Per magnanimità, tralasciamo il fatto che “avere un lavoro” significa aver lavorato almeno un’ora regolarmente retribuita nella settimana della rilevazione… non proprio quello che si direbbe un veicolo all’emancipazione economica dai bisogni primari.

Tornando in focus, si evince che al numero di impieghi leggermente più alto dei 23 milioni di lavoratori e lavoratrici con almeno un posto di lavoro, a dicembre del 2019 ci sarebbe stato spazio solo per l’1,1% di posizioni lavorative in più.

Una disfatta, in quanto certifica il fatto che questo modello sociale in Italia non è in grado di dare un lavoro a circa i 2/5 della popolazione in attività. Ma dando uno sguardo veloce ai dati sul tasso di occupazione e al Jvr di tutti i 27 paesi, si capisce che per tutto il mondo del lavoro, al netto di una sparuta minoranza di eccellenza che beneficia di impieghi altamente retribuiti, il fallimento è generale e inequivocabile.

Che la “piena occupazione” non fosse un obiettivo primario del progetto di integrazione europea era chiaro sin dal Trattato costituivo dell’Ue firmato a Maastricht nel 1992, quando il lavoro prima non viene nominato nel Preambolo dove si declinano gli obiettivi generali, poi è subordinato alla «stabilità dei prezzi» e alla «forte competitività» nell’art. 3 comma 3, quello contenente gli obiettivi programmatici essenziali dell’Unione.

E dire che da allora un “fiume d’inchiostro ufficiale” è stato speso sul tema dell’occupazione, dal libro bianco su crescita competitività e occupazione del 1994, a quello verde per modernizzare il diritto del lavoro del 1996, al Trattato di Amsterdam del 1997, al patto sociale per lo sviluppo e l’occupazione del 1998, alla strategia Europa 2020 del 2010.

E poi “direttive” sul tempo parziale (1997), tempo determinato (1999), parità di trattamento occupazione e condizioni di lavoro (2000), sull’ organizzazione dell’orario di lavoro (2003), sul lavoro interinale (2008), la “decisione” sull’orientamento per politiche a favore dell’occupazione (2005), la “comunicazione” sulla flessicurezza (flexsecurity, 2007).
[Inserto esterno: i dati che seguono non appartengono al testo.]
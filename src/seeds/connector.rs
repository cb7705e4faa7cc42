//! Loopback connector seeding

use anyhow::Result;
use sea_orm::DatabaseConnection;
use std::net::{IpAddr, Ipv4Addr, Ipv6Addr, SocketAddr};
use std::sync::Arc;

use crate::config::AppConfig;
use crate::connectors::LOOPBACK_CODE;
use crate::repositories::{ConnectorRepository, CredentialRepository, NewConnector, NewCredential};

/// Name of the seeded credential
pub const TEST_CREDENTIAL_NAME: &str = "Test Credential";

/// Base URL under which this service reaches itself
pub fn loopback_base_url(bind_addr: SocketAddr) -> String {
    let ip = match bind_addr.ip() {
        IpAddr::V4(ip) if ip.is_unspecified() => IpAddr::V4(Ipv4Addr::LOCALHOST),
        IpAddr::V6(ip) if ip.is_unspecified() => IpAddr::V6(Ipv6Addr::LOCALHOST),
        ip => ip,
    };
    format!("http://{}", SocketAddr::new(ip, bind_addr.port()))
}

/// Seeds the loopback connector and the test credential
///
/// Existing rows are left in place, so seeding on every start is safe.
///
/// # Arguments
///
/// * `db` - Database connection
/// * `config` - Application configuration; the bind address becomes the connector URL
///
/// # Returns
///
/// Returns a Result indicating success or failure
pub async fn seed_loopback(db: Arc<DatabaseConnection>, config: &AppConfig) -> Result<()> {
    let connectors = ConnectorRepository::new(db.clone());
    let credentials = CredentialRepository::new(db);

    let api_url = loopback_base_url(config.bind_addr()?);
    let connector = connectors
        .upsert(NewConnector {
            display_name: Some("Loopback".to_string()),
            ..NewConnector::new(LOOPBACK_CODE, api_url)
        })
        .await?;

    if credentials.load(TEST_CREDENTIAL_NAME).await?.is_some() {
        tracing::info!(credential = TEST_CREDENTIAL_NAME, "credential already exists, skipping");
    } else {
        let created = credentials
            .create(NewCredential::new(TEST_CREDENTIAL_NAME, connector.id))
            .await?;
        tracing::info!(
            credential = %created.name(),
            log_source_id = %created.credential.log_source_id,
            "created test credential"
        );
    }

    tracing::info!("Loopback seeding completed");
    Ok(())
}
Un mare di parole, il cui risultato finale è stato facilitare la redistribuzione della ricchezza a favore delle grandi imprese per mezzo dello scoglio inamovibile della stabilità dei prezzi, che non significa altro che deflazione salariale e perdita di forza contrattuale dal parte dei lavoratori.

Se aggiungiamo la crisi sistemica in cui è entrato il Capitale dagli anni Settanta e la serie durissima di batoste prese dalle economie nel nuovo millennio (delle dot com nel 2000, finanziaria nel 2008, del debito negli anni successivi, e ora il coronavirus), l’insostenibilità sociale di questo modello di sviluppo emerge in tutta la sua chiarezza.

Il dato sul Jvr è solo uno dei possibili punti d’attacco alla questione.